Task – Each entry is to be transcribed exactly, with nothing added or dropped.
++++
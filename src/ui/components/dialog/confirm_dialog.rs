//! Confirmation dialog for removing a field

use super::base::{centered_rect, key_hints, render_dialog_box};
use formflow_tui::state::PendingDelete;
use ratatui::{
    style::{Color, Modifier, Style},
    text::{Line, Span},
    Frame,
};

/// Render a confirmation dialog for a pending field removal
pub fn render_confirm_dialog(frame: &mut Frame, action: &PendingDelete) {
    let dialog_width = 50u16;
    let dialog_height = 10u16;
    let area = centered_rect(frame.area(), dialog_width, dialog_height);

    let max_display_len = (dialog_width - 6) as usize;
    let display_text = truncate_string(&action.label, max_display_len);

    let mut content = vec![
        Line::from(Span::styled(
            "Remove Field",
            Style::default().fg(Color::Red).add_modifier(Modifier::BOLD),
        )),
        Line::from(""),
        Line::from("Remove this field and its settings?"),
        Line::from(Span::styled(
            format!("\"{display_text}\""),
            Style::default().fg(Color::Cyan),
        )),
        Line::from(""),
    ];

    for (is_delete, label, color) in [(false, "Cancel", Color::White), (true, "Remove", Color::Red)] {
        let is_selected = action.selected_option == is_delete;
        let prefix = if is_selected { "▸ " } else { "  " };
        let style = if is_selected {
            Style::default().fg(color).add_modifier(Modifier::BOLD)
        } else {
            Style::default().fg(Color::DarkGray)
        };
        content.push(Line::from(Span::styled(format!("{prefix}{label}"), style)));
    }

    content.push(Line::from(""));
    content.push(Line::from(key_hints(&[
        ("↑↓", "select"),
        ("Enter", "confirm"),
        ("Esc", "cancel"),
    ])));

    render_dialog_box(frame, area, content, Color::Red);
}

/// Truncate a string to a maximum number of characters with ellipsis
fn truncate_string(s: &str, max_len: usize) -> String {
    if s.chars().count() <= max_len {
        s.to_string()
    } else {
        let kept: String = s.chars().take(max_len.saturating_sub(3)).collect();
        format!("{kept}...")
    }
}

#[cfg(test)]
mod tests {
    use super::*;

    #[test]
    fn test_truncate_string() {
        assert_eq!(truncate_string("Email", 10), "Email");
        assert_eq!(truncate_string("How did you hear about us?", 10), "How did...");
        assert_eq!(truncate_string("ñññññññ", 5), "ññ...");
    }
}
++++
Result of this exercise –
filename src/ui/components/dialog/confirm_dialog.rs
//! Confirmation dialog for removing a field

use super::base::{centered_rect, key_hints, render_dialog_box};
use formflow_tui::state::PendingDelete;
use ratatui::{
    style::{Color, Modifier, Style},
    text::{Line, Span},
    Frame,
};

/// Render a confirmation dialog for a pending field removal
pub fn render_confirm_dialog(frame: &mut Frame, action: &PendingDelete) {
    let dialog_width = 50u16;
    let dialog_height = 10u16;
    let area = centered_rect(frame.area(), dialog_width, dialog_height);

    let max_display_len = (dialog_width - 6) as usize;
    let display_text = truncate_string(&action.label, max_display_len);

    let mut content = vec![
        Line::from(Span::styled(
            "Remove Field",
            Style::default().fg(Color::Red).add_modifier(Modifier::BOLD),
        )),
        Line::from(""),
        Line::from("Remove this field and its settings?"),
        Line::from(Span::styled(
            format!("\"{display_text}\""),
            Style::default().fg(Color::Cyan),
        )),
        Line::from(""),
    ];

    for (is_delete, label, color) in [(false, "Cancel", Color::White), (true, "Remove", Color::Red)] {
        let is_selected = action.selected_option == is_delete;
        let prefix = if is_selected { "▸ " } else { "  " };
        let style = if is_selected {
            Style::default().fg(color).add_modifier(Modifier::BOLD)
        } else {
            Style::default().fg(Color::DarkGray)
        };
        content.push(Line::from(Span::styled(format!("{prefix}{label}"), style)));
    }

    content.push(Line::from(""));
    content.push(Line::from(key_hints(&[
        ("↑↓", "select"),
        ("Enter", "confirm"),
        ("Esc", "cancel"),
    ])));

    render_dialog_box(frame, area, content, Color::Red);
}

/// Truncate a string to a maximum number of characters with ellipsis
fn truncate_string(s: &str, max_len: usize) -> String {
    if s.chars().count() <= max_len {
        s.to_string()
    } else {
        let kept: String = s.chars().take(max_len.saturating_sub(3)).collect();
        format!("{kept}...")
    }
}

#[cfg(test)]
mod tests {
    use super::*;

    #[test]
    fn test_truncate_string() {
        assert_eq!(truncate_string("Email", 10), "Email");
        assert_eq!(truncate_string("How did you hear about us?", 10), "How did...");
        assert_eq!(truncate_string("ñññññññ", 5), "ññ...");
    }
}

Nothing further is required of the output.